Just looked and some other guy now undercutting him at £10.99

As for the loss of signal issue. SOunds like it's isolated to few phones from what I've been reading.


----------



## griffin1907 (Mar 4, 2006)

got ours today. Q'd for 2 hours, but they did supply free ice cream, cookies, coffee and bottles of water. Chatted to loadsa nice people so I'm happy !!!

Just syncing it now and waiting for the sim card to activate, which I somehow feel is where I will get the problems, it's a Vodafone sim after all ;-)


----------



## bjarvis2785 (Oct 4, 2008)

we need more pics :wave:


----------



## Short1e (Apr 5, 2009)

Will be picking mine up tonight after work.... :thumb:


----------



## Kev_mk3 (Sep 10, 2007)

Big Ells said:


> no screen protector as it is ment to be scratch resistant, i did get the iphone bumper surround case for a slight bit of protection.


looks like it will become flappy and loose tbh


----------



## Big Ells (May 12, 2007)

Its hard to take pics when your using the phone, took a cheeky one with the forward facing cam, please bear with my ugly mug


----------



## Big Ells (May 12, 2007)

Kev_mk3 said:


> looks like it will become flappy and loose tbh


You may well be right on that, but some protection is better than none, just wait for incase to start doing some.


----------



## Big Ells (May 12, 2007)

One of the street










Then zoomed in on the toyota:


----------



## PaulN (Jan 17, 2008)

T25DOC said:


> Just picked mine up from the o2 store up my way - was there from 8am - and store opened at 9am.......first in line though....
> 
> When you see it selling for that much on ebay got to admit - got me tempted to sell it.....haha


Cant believe you got one so easily, was it O2? I tempted to rock upto a store later and get one....


----------



## backzilla (Oct 31, 2008)

are they all locked to the networks?


----------



## Kev_mk3 (Sep 10, 2007)

backzilla said:


> are they all locked to the networks?


apparently ones from apple are unlocked


----------



## Big Ells (May 12, 2007)

Mines unlocked although you could buy a networked locked one for £20 less


----------



## Edward101 (Jun 5, 2009)

Really pleased with the iphone so far and the camera is pretty decent. Do i have to do anything to set up the mobile internet etc? only used it around the house so far on the wifi so not sure if i have to set anything else up? on 02 if that helps :thumb:


----------



## Simo182 (Apr 15, 2010)

I just strolled into my local tesco at 1.30pm during my lunch and picked one up and that was me  easy as pie!!

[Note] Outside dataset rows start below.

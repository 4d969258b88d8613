pub mod admin;
pub mod auth;
pub mod config;
pub mod db;
pub mod errors;
pub mod handlers;
pub mod identity;
pub mod models;
pub mod templates_structs;

use std::sync::Arc;

use actix_session::{SessionMiddleware, storage::CookieSessionStore};
use actix_web::{HttpResponse, cookie::Key, web};

use crate::admin::UserAdmin;
use crate::config::AppConfig;
use crate::identity::{PasswordValidator, RoleManager, UserManager, UserStore, UserValidator};

/// Wire the identity managers and the admin facade over `store`.
pub fn build_admin(store: Arc<dyn UserStore>, config: &AppConfig) -> UserAdmin {
    let users = UserManager::new(
        store.clone(),
        UserValidator { require_unique_email: config.require_unique_email },
        PasswordValidator::new(config.password.clone()),
    );
    UserAdmin::new(users, RoleManager::new(store))
}

pub fn session_middleware(key: Key, secure: bool) -> SessionMiddleware<CookieSessionStore> {
    SessionMiddleware::builder(CookieSessionStore::default(), key)
        .cookie_secure(secure)
        .cookie_http_only(true)
        .build()
}

/// All routes. The caller supplies `web::Data<UserAdmin>`, the session
/// middleware and `not_found` as default service.
pub fn configure(cfg: &mut web::ServiceConfig) {
    cfg
        // Public routes
        .route("/login", web::get().to(handlers::auth_handlers::login_page))
        .route("/login", web::post().to(handlers::auth_handlers::login_submit))
        .route("/", web::get().to(|| async { errors::see_other("/admin") }))
        // Protected routes
        .service(
            web::scope("")
                .wrap(actix_web::middleware::from_fn(auth::middleware::require_auth))
                .route("/logout", web::post().to(handlers::auth_handlers::logout))
                .route("/admin", web::get().to(handlers::admin_handlers::list))
                .route("/admin/create", web::get().to(handlers::admin_handlers::new_form))
                .route("/admin/create", web::post().to(handlers::admin_handlers::create))
                .route("/admin/delete/{id}", web::post().to(handlers::admin_handlers::delete))
                .route("/admin/edit/{id}", web::get().to(handlers::admin_handlers::edit_form))
                .route("/admin/edit/{id}", web::post().to(handlers::admin_handlers::update))
                .route("/admin/roles/add", web::post().to(handlers::admin_handlers::add_user_to_role))
                .route("/admin/roles", web::get().to(handlers::admin_handlers::user_roles)),
        );
}

/// Default service for unmatched paths.
pub async fn not_found() -> HttpResponse {
    HttpResponse::NotFound()
        .content_type("text/html; charset=utf-8")
        .body(include_str!("../templates/errors/404.html"))
}
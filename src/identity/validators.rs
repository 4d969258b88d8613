use super::result::IdentityError;
use super::store::UserStore;
use crate::errors::AppError;
use crate::models::user::{AppUser, normalize};

const ALLOWED_USER_NAME_SYMBOLS: &str = "-._@+";
const MAX_EMAIL_LEN: usize = 254;

/// Rules applied to every new password.
#[derive(Debug, Clone, PartialEq, Eq)]
pub struct PasswordOptions {
    pub required_length: usize,
    pub require_digit: bool,
    pub require_lowercase: bool,
    pub require_uppercase: bool,
    pub require_non_alphanumeric: bool,
}

impl Default for PasswordOptions {
    fn default() -> Self {
        Self {
            required_length: 6,
            require_digit: true,
            require_lowercase: true,
            require_uppercase: true,
            require_non_alphanumeric: true,
        }
    }
}

/// Checks one password against `PasswordOptions`, one error per broken rule.
#[derive(Debug, Clone, Default)]
pub struct PasswordValidator {
    pub options: PasswordOptions,
}

impl PasswordValidator {
    pub fn new(options: PasswordOptions) -> Self {
        Self { options }
    }

    pub fn validate(&self, password: &str) -> Vec<IdentityError> {
        let opts = &self.options;
        let mut errors = vec![];
        if password.chars().count() < opts.required_length {
            errors.push(IdentityError::new(
                "PasswordTooShort",
                format!("Passwords must be at least {} characters.", opts.required_length),
            ));
        }
        if opts.require_non_alphanumeric && password.chars().all(|c| c.is_alphanumeric()) {
            errors.push(IdentityError::new(
                "PasswordRequiresNonAlphanumeric",
                "Passwords must have at least one non alphanumeric character.",
            ));
        }
        if opts.require_digit && !password.chars().any(|c| c.is_ascii_digit()) {
            errors.push(IdentityError::new(
                "PasswordRequiresDigit",
                "Passwords must have at least one digit ('0'-'9').",
            ));
        }
        if opts.require_lowercase && !password.chars().any(|c| c.is_lowercase()) {
            errors.push(IdentityError::new(
                "PasswordRequiresLower",
                "Passwords must have at least one lowercase ('a'-'z').",
            ));
        }
        if opts.require_uppercase && !password.chars().any(|c| c.is_uppercase()) {
            errors.push(IdentityError::new(
                "PasswordRequiresUpper",
                "Passwords must have at least one uppercase ('A'-'Z').",
            ));
        }
        errors
    }
}

/// User name and email rules, including uniqueness against the store.
#[derive(Debug, Clone)]
pub struct UserValidator {
    pub require_unique_email: bool,
}

impl Default for UserValidator {
    fn default() -> Self {
        Self { require_unique_email: true }
    }
}

impl UserValidator {
    pub async fn validate(&self, store: &dyn UserStore, user: &AppUser) -> Result<Vec<IdentityError>, AppError> {
        let mut errors = vec![];

        if !is_valid_user_name(&user.user_name) {
            errors.push(IdentityError::invalid_user_name(&user.user_name));
        } else if let Some(owner) = store.find_user_by_name(&user.normalized_user_name()).await? {
            if owner.id != user.id {
                errors.push(IdentityError::duplicate_user_name(&user.user_name));
            }
        }

        if !is_valid_email(&user.email) {
            errors.push(IdentityError::invalid_email(&user.email));
        } else if self.require_unique_email {
            if let Some(owner) = store.find_user_by_email(&normalize(&user.email)).await? {
                if owner.id != user.id {
                    errors.push(IdentityError::duplicate_email(&user.email));
                }
            }
        }

        Ok(errors)
    }
}

/// ASCII letters and digits plus `-._@+`.
pub fn is_valid_user_name(name: &str) -> bool {
    !name.is_empty()
        && name
            .chars()
            .all(|c| c.is_ascii_alphanumeric() || ALLOWED_USER_NAME_SYMBOLS.contains(c))
}

/// One '@', a non-empty local part, and a dotted domain with no empty labels.
pub fn is_valid_email(email: &str) -> bool {
    if email.is_empty() || email.len() > MAX_EMAIL_LEN || email.chars().any(char::is_whitespace) {
        return false;
    }
    let Some((local, domain)) = email.split_once('@') else {
        return false;
    };
    !local.is_empty()
        && !domain.contains('@')
        && domain.contains('.')
        && domain.split('.').all(|label| !label.is_empty())
}
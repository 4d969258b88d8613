pub mod create;
pub mod delete;
pub mod edit;
pub mod helpers;
pub mod list;
pub mod roles;

pub use self::create::{create, new_form};
pub use self::delete::delete;
pub use self::edit::{edit_form, update};
pub use self::list::list;
pub use self::roles::{add_user_to_role, user_roles};
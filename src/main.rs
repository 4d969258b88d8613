use actix_web::{App, HttpServer, cookie::Key, middleware, web};

use useradmin::config::AppConfig;
use useradmin::{build_admin, configure, db, not_found, session_middleware};

#[actix_web::main]
async fn main() -> std::io::Result<()> {
    if let Err(e) = dotenvy::dotenv() {
        if !e.not_found() {
            eprintln!("Ignoring unreadable .env file: {e}");
        }
    }
    env_logger::init();

    let config = AppConfig::from_env().map_err(std::io::Error::other)?;

    let store = db::open_store(&config).await.map_err(std::io::Error::other)?;
    let admin = build_admin(store, &config);
    db::seed_admin(admin.user_manager(), admin.role_manager(), &config.admin)
        .await
        .map_err(std::io::Error::other)?;

    // Load from SESSION_KEY for sessions that survive restarts
    let secret_key = match config.session_key.as_deref() {
        Some(val) if val.len() >= 64 => {
            log::info!("Using SESSION_KEY from environment");
            Key::from(val.as_bytes())
        }
        Some(val) => {
            log::warn!("SESSION_KEY too short ({} bytes, need 64+), generating random key", val.len());
            Key::generate()
        }
        None => {
            log::warn!("No SESSION_KEY set, generating random key (sessions lost on restart)");
            Key::generate()
        }
    };

    let admin = web::Data::new(admin);
    let secure = config.session_cookie_secure;

    log::info!("Starting server at http://{}", config.bind_addr);

    HttpServer::new(move || {
        App::new()
            .wrap(session_middleware(secret_key.clone(), secure))
            .wrap(middleware::Logger::default())
            .app_data(admin.clone())
            .configure(configure)
            // Default 404 handler (must be registered last)
            .default_service(web::to(not_found))
    })
    .bind(&config.bind_addr)?
    .run()
    .await
}
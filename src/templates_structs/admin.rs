use askama::Template;

use crate::models::user::{AppUser, CreateForm};
use super::PageContext;

#[derive(Template)]
#[template(path = "admin/index.html")]
pub struct UserListTemplate {
    pub ctx: PageContext,
    pub users: Vec<AppUser>,
    pub roles: Vec<String>,
    pub errors: Vec<String>,
}

/// Create form. On a failed post `form` carries the submitted values back;
/// the password is always blanked.
#[derive(Template)]
#[template(path = "admin/create.html")]
pub struct UserCreateTemplate {
    pub ctx: PageContext,
    pub form: CreateForm,
    pub errors: Vec<String>,
}

#[derive(Template)]
#[template(path = "admin/edit.html")]
pub struct UserEditTemplate {
    pub ctx: PageContext,
    pub user: AppUser,
    pub errors: Vec<String>,
}
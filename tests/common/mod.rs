//! Shared test infrastructure.
//!
//! Every test gets its own `MemoryUserStore`, so tests never share state
//! and need no database.
//!
//! - `setup_admin()` - facade over an empty store
//! - `setup_admin_seeded()` - same, plus the Admin role and admin account
//! - `login()` - drive the login form of a test service, returns the
//!   session cookie and CSRF token

#![allow(dead_code)]

use std::sync::Arc;

use actix_http::Request;
use actix_web::body::MessageBody;
use actix_web::cookie::Cookie;
use actix_web::dev::{Service, ServiceResponse};
use actix_web::http::StatusCode;
use actix_web::test;
use regex::Regex;

use useradmin::admin::{NewUserRequest, UserAdmin};
use useradmin::build_admin;
use useradmin::config::AppConfig;
use useradmin::db::seed_admin;
use useradmin::identity::MemoryUserStore;

// ============================================================================
// TEST CONSTANTS
// ============================================================================

pub const ADMIN_USER: &str = "admin";
pub const ADMIN_PASS: &str = "Secret123$";
pub const VALID_PASSWORD: &str = "Passw0rd!";

// ============================================================================
// FACADE SETUP
// ============================================================================

pub fn test_config() -> AppConfig {
    AppConfig::from_lookup(|_| None).expect("default config")
}

pub fn setup_admin() -> UserAdmin {
    build_admin(Arc::new(MemoryUserStore::new()), &test_config())
}

pub async fn setup_admin_seeded() -> UserAdmin {
    let admin = setup_admin();
    let config = test_config();
    seed_admin(admin.user_manager(), admin.role_manager(), &config.admin)
        .await
        .expect("seed admin");
    admin
}

pub fn new_user(name: &str) -> NewUserRequest {
    NewUserRequest {
        name: name.to_string(),
        email: format!("{name}@example.com"),
        first_name: "Test".to_string(),
        last_name: "User".to_string(),
        password: VALID_PASSWORD.to_string(),
    }
}

// ============================================================================
// HTTP HELPERS
// ============================================================================

pub fn session_cookie<B>(resp: &ServiceResponse<B>) -> Option<Cookie<'static>> {
    resp.response()
        .cookies()
        .find(|c| c.name() == "id")
        .map(|c| c.into_owned())
}

pub fn csrf_token(html: &str) -> String {
    let re = Regex::new(r#"name="csrf_token" value="([0-9a-f]{64})""#).expect("regex");
    re.captures(html)
        .and_then(|c| c.get(1))
        .map(|m| m.as_str().to_string())
        .expect("CSRF token in page")
}

pub async fn body_text<B: MessageBody>(resp: ServiceResponse<B>) -> String {
    let bytes = test::read_body(resp).await;
    String::from_utf8(bytes.to_vec()).expect("utf-8 body")
}

pub fn location<B>(resp: &ServiceResponse<B>) -> String {
    resp.headers()
        .get("Location")
        .and_then(|v| v.to_str().ok())
        .unwrap_or_default()
        .to_string()
}

/// Log in through the form. Panics unless the login redirects.
pub async fn login<S, B>(app: &S, username: &str, password: &str) -> (Cookie<'static>, String)
where
    S: Service<Request, Response = ServiceResponse<B>, Error = actix_web::Error>,
    B: MessageBody,
{
    let resp = test::call_service(app, test::TestRequest::get().uri("/login").to_request()).await;
    assert_eq!(resp.status(), StatusCode::OK);
    let cookie = session_cookie(&resp).expect("session cookie from login page");
    let token = csrf_token(&body_text(resp).await);

    let req = test::TestRequest::post()
        .uri("/login")
        .cookie(cookie)
        .set_form(vec![("username", username), ("password", password), ("csrf_token", token.as_str())])
        .to_request();
    let resp = test::call_service(app, req).await;
    assert_eq!(resp.status(), StatusCode::SEE_OTHER, "login should redirect");
    assert_eq!(location(&resp), "/admin");
    let cookie = session_cookie(&resp).expect("session cookie after login");
    (cookie, token)
}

Best deal is with tesco too in my opinion and they use o2 network so identical!!


----------



## backzilla (Oct 31, 2008)

what about network bought ones. i got o2. and wondered if i sold it?


----------



## Big Ells (May 12, 2007)

If you bought it at O2 its locked to O2


----------



## Bo2007 (Apr 3, 2007)

will the Tesco ones work on 02 network?


----------



## Simo182 (Apr 15, 2010)

Would think so! Just got mine going and it says 02-uk in the corner...!


----------



## Sian (Sep 24, 2007)

im gona ring o2 in a bit and get my sent to me i think cant be bothered to fanny about in store and i certainly didnt want to be queing all night lol


----------



## winrya (Aug 4, 2006)

Iphones from the 02 shop are the same barcode as sim free from the apple store so it seems o2 and apple are unlocked?


----------



## ianFRST (Sep 19, 2006)

well i got to the bullring apple store at 7am this morning 

half 10 came, and we had moved literally 10 paces forward  so i gave up and went home :lol:


----------



## winrya (Aug 4, 2006)

ianFRST said:


> well i got to the bullring apple store at 7am this morning
> 
> half 10 came, and we had moved literally 10 paces forward  so i gave up and went home :lol:


A mate was also there from 4.30am, walked away with his 7 hours later


----------



## 182_Blue (Oct 25, 2005)

Carphone wharehouse and phones4u in nottingham had no Queue and had phones available , the 02 shop however had a massive Queue lol, mine came from Apple as promised, love it too


----------



## Guest (Jun 24, 2010)

all stores in the south west was sold out by 10am
rang o2 and ordered one, coming monday


----------



## jedi-knight83 (Aug 11, 2006)

got mine from the cambridge apple store this morning. Nice free starbucks coffee and muffins and lots of excited apple store employees running around clapping and cheering like americans... 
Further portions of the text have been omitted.